Some schools systems, a​ handful, at​ best, are moving away from public school rankings or​ eliminating them altogether. The reasoning behind this​ is​ simple. These districts believe, and​ can prove, that the schools with their boundaries are ALL excellent. Refusing to​ put public school rankings into use in​ their districts, these courageous districts are stepping out of​ the box and​ simply requiring ALL their schools and​ students to​ be the best. No need for​ public school rankings. to​ some, this​ may seem too “namby-pamby”. After all, isn’t being the best part of​ the “American Way”? Not using public school rankings to​ determine which school is​ the best and​ which is​ the worst – eliminating comparisons altogether is​ maverick, indeed.

School systems that have forgone public school rankings have rigorous standards for​ all their schools. They have certain​ expectations and​ goals for​ their schools, and​ make sure they are met, year after year, without fail, without regard for​ public school rankings.

Teachers: Talented teachers who are committed to​ their professions – and​ the students – are a​ must. Districts are striving for​ a​ majority of​ their teachers to​ hold certification​ with the National Boards for​ Professional Teaching Standards.

Curriculum: Designed to​ meet and​ exceed state as​ well as​ federal guidelines, districts that decline to​ measure achievement using public school rankings demand​ excellent programs of​ study for​ their students.
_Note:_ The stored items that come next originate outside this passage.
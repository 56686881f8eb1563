//! Task queue metrics, registered once in the default prometheus registry

use prometheus::{HistogramOpts, HistogramVec, IntCounterVec, Opts};
use std::sync::OnceLock;
use tracing::warn;

pub struct TaskMetrics {
    /// Finished tasks by service and terminal status
    pub tasks_total: IntCounterVec,
    /// Run time of task bodies by service
    pub task_duration: HistogramVec,
}

impl TaskMetrics {
    fn register() -> prometheus::Result<Self> {
        let tasks_total = IntCounterVec::new(
            Opts::new(
                "volume_orchestrator_tasks_total",
                "Total number of finished storage service tasks",
            ),
            &["service", "status"],
        )?;
        let task_duration = HistogramVec::new(
            HistogramOpts::new(
                "volume_orchestrator_task_duration_seconds",
                "Duration of storage service task bodies",
            ),
            &["service"],
        )?;

        prometheus::register(Box::new(tasks_total.clone()))?;
        prometheus::register(Box::new(task_duration.clone()))?;

        Ok(Self {
            tasks_total,
            task_duration,
        })
    }
}

static METRICS: OnceLock<Option<TaskMetrics>> = OnceLock::new();

/// Process-wide task metrics; `None` when registration failed
pub fn task_metrics() -> Option<&'static TaskMetrics> {
    METRICS
        .get_or_init(|| match TaskMetrics::register() {
            Ok(metrics) => Some(metrics),
            Err(e) => {
                warn!(error = %e, "Task metrics not registered");
                None
            }
        })
        .as_ref()
}

/// Register the task metrics ahead of the first scrape
///
/// Returns whether they are present in the default registry.
pub fn register() -> bool {
    task_metrics().is_some()
}

#[cfg(test)]
mod tests {
    use super::*;

    #[test]
    fn test_register_is_idempotent() {
        assert!(register());
        assert!(register());
        // A second registration of the same collectors is refused
        assert!(matches!(
            TaskMetrics::register(),
            Err(prometheus::Error::AlreadyReg)
        ));
    }
}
Facilities: Because it’s hard to​ learn in​ a​ school infested with mold, out-of-date technology, or​ buildings in​ disrepair, these schools that refuse to​ put together public school rankings are committed to​ making sure that all school buildings are state-of-the-art.

Students: Students are required to​ meet and​ exceed rigorous academic expectations. in​ these districts that refuse to​ participate in​ public school rankings, individual students as​ well as​ groups of​ students are winning recognition, honors and​ awards in​ all areas – academic, extracurricular, and​ athletic – at​ multiple levels.

While many school systems still rely on​ public school rankings to​ determine the successes and​ failures of​ their schools, a​ brave few know that if​ they expect excellence from all, they are likely to​ get it​ – without public school rankings.